Polycrystalline silicon is sometimes used in displays requiring higher TFT performance. Examples include small high-resolution displays such as those found in projectors or viewfinders. Amorphous silicon-based TFTs are by far the most common, due to their lower production cost, whereas polycrystalline silicon TFTs are more costly and much more difficult to produce.[3]


Types

Twisted nematic (TN)


TN display under a microscope, with the transistors visible at the bottom

The relatively inexpensive twisted nematic display is the most common consumer display type.[citation needed] The pixel response time on modern TN panels is sufficiently fast to avoid the shadow-trail and ghosting artifacts of earlier production.[citation needed] The more recent use of RTC (Response Time Compensation / Overdrive) technologies has allowed manufacturers to significantly reduce grey-to-grey (G2G) transitions, without significantly increasing the ISO response time.[citation needed] Response times are now quoted in G2G figures, with 4ms and 2ms now being commonplace for TN-based models.[citation needed]


TN displays suffer from limited viewing angles, especially in the vertical direction. Colors will shift when viewed off-perpendicular. In the vertical direction, colors will shift so much that they will invert past a certain angle.


Also, most TN panels represent colors using only six bits per RGB color, or 18 bit in total, and are unable to display the 16.7 million color shades (24-bit truecolor) that are available from graphics cards. Instead, these panels display interpolated 24-bit color using a dithering method that combines adjacent pixels to simulate the desired shade. They can also use a form of temporal dithering called Frame Rate Control (FRC), which cycles between different shades with each new frame to simulate an intermediate shade. Such 18 bit panels with dithering are sometimes advertised as having "16.2 million colors". These color simulation methods are noticeable to many people and highly bothersome to some.[4] FRC tends to be most noticeable in darker tones, while dithering appears to make the individual pixels of the LCD visible. Overall, color reproduction and linearity on TN panels is poor. Shortcomings in display color gamut (often referred to as a percentage of the NTSC 1953 color gamut) are also due to backlighting technology. It is not uncommon for displays with simple LED or CCFL-based lighting to range from 10% to 26% of the NTSC color gamut, whereas other kind of displays, utilizing more complicated CCFL or LED phosphor formulations or RGB LED backlights, may extend past 100% of the NTSC color gamut, a difference quite perceivable by the human eye.

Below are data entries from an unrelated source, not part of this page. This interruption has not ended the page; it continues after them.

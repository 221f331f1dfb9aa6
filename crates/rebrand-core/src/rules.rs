use std::fmt;

use crate::RenameError;

/// A single literal substring substitution.
#[derive(Debug, Clone, PartialEq, Eq)]
pub struct ReplacementRule {
    pub find: String,
    pub replace: String,
}

impl ReplacementRule {
    pub fn new(find: impl Into<String>, replace: impl Into<String>) -> Self {
        Self {
            find: find.into(),
            replace: replace.into(),
        }
    }
}

impl fmt::Display for ReplacementRule {
    fn fmt(&self, f: &mut fmt::Formatter<'_>) -> fmt::Result {
        write!(f, "({}, {})", self.find, self.replace)
    }
}

/// An ordered chain of replacement rules.
///
/// Rules apply sequentially: each rule rewrites the output of the previous
/// one, so applying `[(A,B), (B,C)]` to `"A"` yields `"C"`.
#[derive(Debug, Clone)]
pub struct RuleSet {
    rules: Vec<ReplacementRule>,
}

impl RuleSet {
    /// Validates and wraps an ordered rule list. An empty list and a rule
    /// with empty match text are both rejected before any traversal can
    /// start.
    pub fn new(rules: Vec<ReplacementRule>) -> Result<Self, RenameError> {
        if rules.is_empty() {
            return Err(RenameError::EmptyRuleSet);
        }
        if let Some(rule) = rules.iter().find(|rule| rule.find.is_empty()) {
            return Err(RenameError::EmptyMatchText {
                replacement: rule.replace.clone(),
            });
        }
        Ok(Self { rules })
    }

    pub fn apply(&self, input: &str) -> String {
        let mut output = input.to_string();
        for rule in &self.rules {
            output = output.replace(&rule.find, &rule.replace);
        }
        output
    }

    pub fn rules(&self) -> &[ReplacementRule] {
        &self.rules
    }
}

The transmittance of a pixel of an LCD panel typically does not change linearly with the applied voltage,[5] and the sRGB standard for computer monitors requires a specific nonlinear dependence of the amount of emitted light as a function of the RGB value.


In-Plane Switching (IPS)

Main article: IPS panel

In-Plane Switching was developed by Hitachi Ltd. in 1996 to improve on the poor viewing angle and the poor color reproduction of TN panels at that time.[6][7] Its name comes from the main difference from TN panels, that the crystal molecules move parallel to the panel plane instead of perpendicular to it. This change reduces the amount of light scattering in the matrix, which gives IPS its characteristic wide viewing angles and good color reproduction.[8]


Initial iterations of IPS technology were characterised by slow response time and a low contrast ratio but later revisions have made marked improvements to these shortcomings. Because of its wide viewing angle and accurate color reproduction (with almost no off-angle color shift), IPS is widely employed in high-end monitors aimed at professional graphic artists, although with the recent fall in price it has been seen in the mainstream market as well. IPS technology was sold to Panasonic by Hitachi.